(Saved entries)

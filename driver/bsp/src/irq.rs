//! 中断向量表与 GIC 屏蔽控制
//!
//! 向量表由 `IrqTable` 维护（160 项），GIC 分发器的寄存器编程在 `Gic` 后面。

use axerrno::{AxError, AxResult};
use spin::Mutex;

/// 向量表大小
pub const MAX_HANDLERS: usize = 160;

/// 中断处理函数：`(vector, param)`
pub type IsrHandler = fn(usize, usize);

/// GIC 分发器操作
pub trait Gic: Send + Sync {
    fn init(&self);
    fn set_priority(&self, irq: usize, priority: u8);
    /// false = 非安全中断
    fn set_security(&self, irq: usize, secure: bool);
    fn set_cpu_target(&self, irq: usize, cpu: usize, enable: bool);
    fn enable_irq(&self, irq: usize, enable: bool);
}

#[derive(Debug, Clone, Copy)]
struct IrqDesc {
    handler: IsrHandler,
    param: usize,
    name: &'static str,
    counter: u32,
}

/// 已安装中断的快照
#[derive(Debug, Clone, Copy, PartialEq, Eq)]
pub struct IrqInfo {
    pub vector: usize,
    pub name: &'static str,
    pub param: usize,
    pub counter: u32,
}

pub struct IrqTable {
    descs: Mutex<[Option<IrqDesc>; MAX_HANDLERS]>,
}

impl IrqTable {
    pub const fn new() -> Self {
        Self {
            descs: Mutex::new([None; MAX_HANDLERS]),
        }
    }

    /// 初始化 GIC 并清空向量表
    pub fn init(&self, gic: &dyn Gic) {
        gic.init();
        *self.descs.lock() = [None; MAX_HANDLERS];
    }

    /// 安装处理函数，返回被替换的旧处理函数
    pub fn install(
        &self,
        vector: usize,
        handler: IsrHandler,
        param: usize,
        name: &'static str,
    ) -> AxResult<Option<IsrHandler>> {
        let mut descs = self.descs.lock();
        let slot = descs.get_mut(vector).ok_or_else(|| {
            log::warn!(target: "bsp::irq", "install {}: vector {} out of range", name, vector);
            AxError::InvalidInput
        })?;
        let old = slot.map(|d| d.handler);
        *slot = Some(IrqDesc {
            handler,
            param,
            name,
            counter: 0,
        });
        Ok(old)
    }

    /// 使能：优先级 0、非安全、路由到 CPU0
    pub fn umask(&self, gic: &dyn Gic, vector: usize) {
        gic.set_priority(vector, 0);
        gic.set_security(vector, false);
        gic.set_cpu_target(vector, 0, true);
        gic.enable_irq(vector, true);
    }

    pub fn mask(&self, gic: &dyn Gic, vector: usize) {
        gic.enable_irq(vector, false);
        gic.set_cpu_target(vector, 0, false);
    }

    /// 在中断入口调用；未安装处理函数时返回 false
    pub fn dispatch(&self, vector: usize) -> bool {
        // 调用处理函数前释放锁，处理函数内可再安装
        let desc = {
            let mut descs = self.descs.lock();
            match descs.get_mut(vector).and_then(|d| d.as_mut()) {
                Some(d) => {
                    d.counter = d.counter.wrapping_add(1);
                    *d
                }
                None => return false,
            }
        };
        (desc.handler)(vector, desc.param);
        true
    }

    /// 列出已安装的中断
    pub fn for_each_installed<F: FnMut(IrqInfo)>(&self, mut f: F) {
        let descs = self.descs.lock();
        for (vector, d) in descs.iter().enumerate() {
            if let Some(d) = d {
                f(IrqInfo {
                    vector,
                    name: d.name,
                    param: d.param,
                    counter: d.counter,
                });
            }
        }
    }
}

impl Default for IrqTable {
    fn default() -> Self {
        Self::new()
    }
}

## WORK INSTRUCTIONS:
Return the full data, every line of it, with nothing altered.

## RESULT FOR THIS EXERCISE:
filename driver/bsp/src/irq.rs
//! 中断向量表与 GIC 屏蔽控制
//!
//! 向量表由 `IrqTable` 维护（160 项），GIC 分发器的寄存器编程在 `Gic` 后面。

use axerrno::{AxError, AxResult};
use spin::Mutex;

/// 向量表大小
pub const MAX_HANDLERS: usize = 160;

/// 中断处理函数：`(vector, param)`
pub type IsrHandler = fn(usize, usize);

/// GIC 分发器操作
pub trait Gic: Send + Sync {
    fn init(&self);
    fn set_priority(&self, irq: usize, priority: u8);
    /// false = 非安全中断
    fn set_security(&self, irq: usize, secure: bool);
    fn set_cpu_target(&self, irq: usize, cpu: usize, enable: bool);
    fn enable_irq(&self, irq: usize, enable: bool);
}

#[derive(Debug, Clone, Copy)]
struct IrqDesc {
    handler: IsrHandler,
    param: usize,
    name: &'static str,
    counter: u32,
}

/// 已安装中断的快照
#[derive(Debug, Clone, Copy, PartialEq, Eq)]
pub struct IrqInfo {
    pub vector: usize,
    pub name: &'static str,
    pub param: usize,
    pub counter: u32,
}

pub struct IrqTable {
    descs: Mutex<[Option<IrqDesc>; MAX_HANDLERS]>,
}

impl IrqTable {
    pub const fn new() -> Self {
        Self {
            descs: Mutex::new([None; MAX_HANDLERS]),
        }
    }

    /// 初始化 GIC 并清空向量表
    pub fn init(&self, gic: &dyn Gic) {
        gic.init();
        *self.descs.lock() = [None; MAX_HANDLERS];
    }

    /// 安装处理函数，返回被替换的旧处理函数
    pub fn install(
        &self,
        vector: usize,
        handler: IsrHandler,
        param: usize,
        name: &'static str,
    ) -> AxResult<Option<IsrHandler>> {
        let mut descs = self.descs.lock();
        let slot = descs.get_mut(vector).ok_or_else(|| {
            log::warn!(target: "bsp::irq", "install {}: vector {} out of range", name, vector);
            AxError::InvalidInput
        })?;
        let old = slot.map(|d| d.handler);
        *slot = Some(IrqDesc {
            handler,
            param,
            name,
            counter: 0,
        });
        Ok(old)
    }

    /// 使能：优先级 0、非安全、路由到 CPU0
    pub fn umask(&self, gic: &dyn Gic, vector: usize) {
        gic.set_priority(vector, 0);
        gic.set_security(vector, false);
        gic.set_cpu_target(vector, 0, true);
        gic.enable_irq(vector, true);
    }

    pub fn mask(&self, gic: &dyn Gic, vector: usize) {
        gic.enable_irq(vector, false);
        gic.set_cpu_target(vector, 0, false);
    }

    /// 在中断入口调用；未安装处理函数时返回 false
    pub fn dispatch(&self, vector: usize) -> bool {
        // 调用处理函数前释放锁，处理函数内可再安装
        let desc = {
            let mut descs = self.descs.lock();
            match descs.get_mut(vector).and_then(|d| d.as_mut()) {
                Some(d) => {
                    d.counter = d.counter.wrapping_add(1);
                    *d
                }
                None => return false,
            }
        };
        (desc.handler)(vector, desc.param);
        true
    }

    /// 列出已安装的中断
    pub fn for_each_installed<F: FnMut(IrqInfo)>(&self, mut f: F) {
        let descs = self.descs.lock();
        for (vector, d) in descs.iter().enumerate() {
            if let Some(d) = d {
                f(IrqInfo {
                    vector,
                    name: d.name,
                    param: d.param,
                    counter: d.counter,
                });
            }
        }
    }
}

impl Default for IrqTable {
    fn default() -> Self {
        Self::new()
    }
}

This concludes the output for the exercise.